#### [Data for review]

━━━━━━━━━━

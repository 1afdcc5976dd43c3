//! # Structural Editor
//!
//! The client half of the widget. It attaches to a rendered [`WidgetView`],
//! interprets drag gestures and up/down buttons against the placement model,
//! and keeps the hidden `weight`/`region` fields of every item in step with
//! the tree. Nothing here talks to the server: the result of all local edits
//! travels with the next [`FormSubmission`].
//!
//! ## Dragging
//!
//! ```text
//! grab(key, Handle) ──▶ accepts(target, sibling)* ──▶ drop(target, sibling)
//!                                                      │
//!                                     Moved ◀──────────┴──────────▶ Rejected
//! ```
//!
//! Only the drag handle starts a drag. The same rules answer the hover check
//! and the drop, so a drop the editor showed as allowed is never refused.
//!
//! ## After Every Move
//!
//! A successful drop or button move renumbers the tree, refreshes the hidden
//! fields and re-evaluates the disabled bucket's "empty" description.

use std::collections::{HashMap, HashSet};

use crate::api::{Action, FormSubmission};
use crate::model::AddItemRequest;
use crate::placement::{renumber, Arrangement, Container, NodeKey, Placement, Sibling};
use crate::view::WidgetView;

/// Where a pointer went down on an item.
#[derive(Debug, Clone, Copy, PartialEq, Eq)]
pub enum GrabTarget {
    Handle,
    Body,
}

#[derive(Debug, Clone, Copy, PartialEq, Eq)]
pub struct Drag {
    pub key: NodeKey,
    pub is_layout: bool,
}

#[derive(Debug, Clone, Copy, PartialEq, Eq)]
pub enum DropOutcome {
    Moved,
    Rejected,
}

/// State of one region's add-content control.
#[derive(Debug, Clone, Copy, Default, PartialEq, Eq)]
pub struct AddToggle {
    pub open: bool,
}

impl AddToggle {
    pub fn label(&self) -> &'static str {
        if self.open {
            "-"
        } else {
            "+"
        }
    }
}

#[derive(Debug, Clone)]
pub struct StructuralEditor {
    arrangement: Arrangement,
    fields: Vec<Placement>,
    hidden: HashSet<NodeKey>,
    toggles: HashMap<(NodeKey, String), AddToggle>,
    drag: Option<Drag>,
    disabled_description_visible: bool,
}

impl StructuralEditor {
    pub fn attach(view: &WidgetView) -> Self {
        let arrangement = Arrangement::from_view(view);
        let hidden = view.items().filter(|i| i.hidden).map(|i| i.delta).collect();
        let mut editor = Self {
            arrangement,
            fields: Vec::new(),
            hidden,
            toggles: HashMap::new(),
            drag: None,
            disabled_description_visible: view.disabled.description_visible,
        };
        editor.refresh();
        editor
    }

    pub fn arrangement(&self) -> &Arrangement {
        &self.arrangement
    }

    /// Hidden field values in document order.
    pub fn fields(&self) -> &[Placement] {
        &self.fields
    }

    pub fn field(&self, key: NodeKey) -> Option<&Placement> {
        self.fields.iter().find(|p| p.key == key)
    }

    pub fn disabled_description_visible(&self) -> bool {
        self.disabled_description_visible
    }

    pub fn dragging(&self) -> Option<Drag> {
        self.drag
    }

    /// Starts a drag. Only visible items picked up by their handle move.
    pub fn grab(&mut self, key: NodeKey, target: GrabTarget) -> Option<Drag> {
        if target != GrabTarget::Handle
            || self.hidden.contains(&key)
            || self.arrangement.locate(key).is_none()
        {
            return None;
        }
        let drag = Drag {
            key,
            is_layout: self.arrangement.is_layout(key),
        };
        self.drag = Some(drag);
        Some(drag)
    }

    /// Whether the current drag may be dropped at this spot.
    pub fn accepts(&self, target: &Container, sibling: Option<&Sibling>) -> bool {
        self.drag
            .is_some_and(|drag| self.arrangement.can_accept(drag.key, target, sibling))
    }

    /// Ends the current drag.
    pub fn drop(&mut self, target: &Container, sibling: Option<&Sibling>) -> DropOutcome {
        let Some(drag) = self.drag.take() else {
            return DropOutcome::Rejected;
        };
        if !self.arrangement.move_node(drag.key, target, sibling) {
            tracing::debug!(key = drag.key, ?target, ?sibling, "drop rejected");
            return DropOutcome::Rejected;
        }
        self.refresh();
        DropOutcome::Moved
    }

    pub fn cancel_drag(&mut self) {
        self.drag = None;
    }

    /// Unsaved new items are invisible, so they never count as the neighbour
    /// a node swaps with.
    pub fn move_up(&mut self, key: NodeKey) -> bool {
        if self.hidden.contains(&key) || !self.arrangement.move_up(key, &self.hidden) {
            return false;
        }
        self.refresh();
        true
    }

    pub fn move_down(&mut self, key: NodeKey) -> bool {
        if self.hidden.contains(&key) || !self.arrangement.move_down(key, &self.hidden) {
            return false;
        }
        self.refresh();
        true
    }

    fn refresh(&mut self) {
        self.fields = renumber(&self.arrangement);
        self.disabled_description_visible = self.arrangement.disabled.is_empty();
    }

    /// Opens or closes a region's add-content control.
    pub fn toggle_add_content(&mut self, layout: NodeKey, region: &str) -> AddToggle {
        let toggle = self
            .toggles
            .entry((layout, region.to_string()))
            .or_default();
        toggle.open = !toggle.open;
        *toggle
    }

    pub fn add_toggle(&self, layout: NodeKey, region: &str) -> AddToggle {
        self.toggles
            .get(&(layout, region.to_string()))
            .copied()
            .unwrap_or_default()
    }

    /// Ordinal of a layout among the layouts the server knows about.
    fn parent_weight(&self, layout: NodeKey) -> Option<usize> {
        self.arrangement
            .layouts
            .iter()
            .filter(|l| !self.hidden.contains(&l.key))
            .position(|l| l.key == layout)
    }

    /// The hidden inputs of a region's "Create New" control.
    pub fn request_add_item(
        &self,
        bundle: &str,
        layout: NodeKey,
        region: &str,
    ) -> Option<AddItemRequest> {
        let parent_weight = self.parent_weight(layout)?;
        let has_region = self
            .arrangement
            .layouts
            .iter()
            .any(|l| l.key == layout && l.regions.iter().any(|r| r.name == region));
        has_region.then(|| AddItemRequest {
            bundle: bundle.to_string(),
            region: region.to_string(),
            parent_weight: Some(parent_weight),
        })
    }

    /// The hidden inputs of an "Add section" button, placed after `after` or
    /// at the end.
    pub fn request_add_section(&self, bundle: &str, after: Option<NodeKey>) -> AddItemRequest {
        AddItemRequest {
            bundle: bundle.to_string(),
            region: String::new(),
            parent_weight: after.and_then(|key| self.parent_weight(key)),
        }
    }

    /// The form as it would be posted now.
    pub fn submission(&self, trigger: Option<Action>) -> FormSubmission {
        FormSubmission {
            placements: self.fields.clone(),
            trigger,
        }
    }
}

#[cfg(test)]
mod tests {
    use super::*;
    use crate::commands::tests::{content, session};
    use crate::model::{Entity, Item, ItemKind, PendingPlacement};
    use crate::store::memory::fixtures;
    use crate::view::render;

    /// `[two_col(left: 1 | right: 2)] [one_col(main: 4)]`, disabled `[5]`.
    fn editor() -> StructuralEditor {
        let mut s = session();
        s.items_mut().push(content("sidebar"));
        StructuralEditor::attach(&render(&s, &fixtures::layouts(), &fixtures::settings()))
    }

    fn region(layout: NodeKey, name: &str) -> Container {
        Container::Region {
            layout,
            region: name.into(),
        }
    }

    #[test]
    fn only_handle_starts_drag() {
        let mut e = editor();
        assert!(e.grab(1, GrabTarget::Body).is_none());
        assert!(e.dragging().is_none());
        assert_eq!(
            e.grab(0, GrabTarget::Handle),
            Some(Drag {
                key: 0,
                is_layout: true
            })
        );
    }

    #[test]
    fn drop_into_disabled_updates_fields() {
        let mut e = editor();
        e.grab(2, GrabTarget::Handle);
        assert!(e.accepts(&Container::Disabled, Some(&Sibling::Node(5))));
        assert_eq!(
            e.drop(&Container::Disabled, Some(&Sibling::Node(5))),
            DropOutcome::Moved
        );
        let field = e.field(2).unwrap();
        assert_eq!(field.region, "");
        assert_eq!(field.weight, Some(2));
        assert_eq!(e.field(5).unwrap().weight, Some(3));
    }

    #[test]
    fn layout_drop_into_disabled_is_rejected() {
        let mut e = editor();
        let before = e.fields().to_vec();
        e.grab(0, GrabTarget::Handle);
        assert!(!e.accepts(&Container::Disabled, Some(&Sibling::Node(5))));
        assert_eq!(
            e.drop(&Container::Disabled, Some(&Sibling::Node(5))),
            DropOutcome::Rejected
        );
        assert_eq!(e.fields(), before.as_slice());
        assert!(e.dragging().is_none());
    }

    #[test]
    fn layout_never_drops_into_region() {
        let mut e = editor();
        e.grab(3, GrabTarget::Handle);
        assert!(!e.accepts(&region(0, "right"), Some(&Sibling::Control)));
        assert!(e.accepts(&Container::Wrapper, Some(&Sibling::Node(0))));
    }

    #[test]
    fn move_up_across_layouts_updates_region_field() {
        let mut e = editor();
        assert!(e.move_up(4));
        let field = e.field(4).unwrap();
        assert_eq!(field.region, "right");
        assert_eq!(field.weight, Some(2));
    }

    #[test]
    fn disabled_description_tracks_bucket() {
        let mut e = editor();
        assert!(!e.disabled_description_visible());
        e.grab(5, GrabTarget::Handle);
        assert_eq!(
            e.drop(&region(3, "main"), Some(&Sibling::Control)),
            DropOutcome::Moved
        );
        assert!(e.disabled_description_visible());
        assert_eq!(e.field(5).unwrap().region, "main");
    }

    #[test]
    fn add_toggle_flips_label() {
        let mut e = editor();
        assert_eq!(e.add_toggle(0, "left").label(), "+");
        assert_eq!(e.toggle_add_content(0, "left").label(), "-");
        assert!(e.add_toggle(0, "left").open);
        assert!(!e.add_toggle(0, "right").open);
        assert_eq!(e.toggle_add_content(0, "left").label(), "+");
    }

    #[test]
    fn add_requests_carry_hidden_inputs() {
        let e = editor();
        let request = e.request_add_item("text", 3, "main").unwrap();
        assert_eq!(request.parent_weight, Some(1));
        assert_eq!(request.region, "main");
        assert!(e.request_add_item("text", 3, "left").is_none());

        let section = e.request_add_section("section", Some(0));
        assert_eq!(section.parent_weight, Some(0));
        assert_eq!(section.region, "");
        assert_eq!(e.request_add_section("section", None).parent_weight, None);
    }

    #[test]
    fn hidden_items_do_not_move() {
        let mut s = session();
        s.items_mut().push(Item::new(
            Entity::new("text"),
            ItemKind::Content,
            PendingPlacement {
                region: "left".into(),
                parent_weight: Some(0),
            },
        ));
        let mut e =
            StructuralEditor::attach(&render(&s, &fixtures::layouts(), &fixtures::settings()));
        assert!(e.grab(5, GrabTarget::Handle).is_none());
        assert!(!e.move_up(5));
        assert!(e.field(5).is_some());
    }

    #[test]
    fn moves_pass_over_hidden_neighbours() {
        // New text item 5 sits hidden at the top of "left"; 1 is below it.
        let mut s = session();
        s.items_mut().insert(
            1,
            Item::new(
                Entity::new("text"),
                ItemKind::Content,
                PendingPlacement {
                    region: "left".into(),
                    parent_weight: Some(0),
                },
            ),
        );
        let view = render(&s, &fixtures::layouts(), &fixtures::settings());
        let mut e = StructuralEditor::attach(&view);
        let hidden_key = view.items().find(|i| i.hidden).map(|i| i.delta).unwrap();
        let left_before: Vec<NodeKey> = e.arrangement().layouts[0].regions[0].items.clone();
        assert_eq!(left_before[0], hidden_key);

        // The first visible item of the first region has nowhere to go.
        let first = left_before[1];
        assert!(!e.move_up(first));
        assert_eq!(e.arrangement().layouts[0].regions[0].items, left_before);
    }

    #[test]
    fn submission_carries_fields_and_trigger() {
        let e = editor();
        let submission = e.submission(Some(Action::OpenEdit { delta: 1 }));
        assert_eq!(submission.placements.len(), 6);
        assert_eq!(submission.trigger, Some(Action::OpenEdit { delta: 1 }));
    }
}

━━━━━━━━━━

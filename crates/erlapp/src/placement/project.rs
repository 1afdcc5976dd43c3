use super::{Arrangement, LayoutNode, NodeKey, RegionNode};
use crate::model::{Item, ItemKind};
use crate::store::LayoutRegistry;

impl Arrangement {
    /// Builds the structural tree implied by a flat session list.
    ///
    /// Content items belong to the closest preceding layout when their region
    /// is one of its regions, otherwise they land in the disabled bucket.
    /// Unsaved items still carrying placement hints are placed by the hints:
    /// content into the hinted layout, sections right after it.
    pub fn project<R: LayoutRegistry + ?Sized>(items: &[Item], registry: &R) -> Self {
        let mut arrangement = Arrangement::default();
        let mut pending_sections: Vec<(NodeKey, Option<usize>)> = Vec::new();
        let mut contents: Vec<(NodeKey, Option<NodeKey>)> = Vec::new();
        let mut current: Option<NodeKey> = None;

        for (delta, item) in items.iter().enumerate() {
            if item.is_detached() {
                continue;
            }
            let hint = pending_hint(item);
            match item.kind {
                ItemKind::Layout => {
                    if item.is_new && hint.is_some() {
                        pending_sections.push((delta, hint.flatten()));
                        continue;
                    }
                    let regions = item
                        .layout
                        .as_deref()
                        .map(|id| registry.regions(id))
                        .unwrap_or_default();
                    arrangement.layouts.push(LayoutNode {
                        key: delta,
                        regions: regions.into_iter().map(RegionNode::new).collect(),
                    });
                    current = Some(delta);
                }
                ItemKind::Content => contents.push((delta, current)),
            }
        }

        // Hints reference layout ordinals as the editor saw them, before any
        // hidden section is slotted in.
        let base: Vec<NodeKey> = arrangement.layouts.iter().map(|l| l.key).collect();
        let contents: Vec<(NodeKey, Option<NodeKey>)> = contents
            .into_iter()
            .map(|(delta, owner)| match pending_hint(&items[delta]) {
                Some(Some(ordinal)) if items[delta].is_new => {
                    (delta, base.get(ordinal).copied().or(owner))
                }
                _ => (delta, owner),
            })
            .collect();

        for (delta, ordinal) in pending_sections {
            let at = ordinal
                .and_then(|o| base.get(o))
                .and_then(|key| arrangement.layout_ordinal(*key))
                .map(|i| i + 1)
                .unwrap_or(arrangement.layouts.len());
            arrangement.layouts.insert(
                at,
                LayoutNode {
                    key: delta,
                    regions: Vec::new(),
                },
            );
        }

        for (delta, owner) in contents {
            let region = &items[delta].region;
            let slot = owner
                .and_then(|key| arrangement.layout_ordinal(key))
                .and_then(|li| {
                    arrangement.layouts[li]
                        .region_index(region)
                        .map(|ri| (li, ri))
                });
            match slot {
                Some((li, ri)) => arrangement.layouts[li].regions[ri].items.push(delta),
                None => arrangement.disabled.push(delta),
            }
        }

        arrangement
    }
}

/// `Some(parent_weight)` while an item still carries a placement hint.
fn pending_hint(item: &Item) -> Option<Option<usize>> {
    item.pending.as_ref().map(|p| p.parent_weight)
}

━━━━━━━━━━

Wherever a line above contains the string "filter", count it; then give the total alone.

#### [Written solution]
2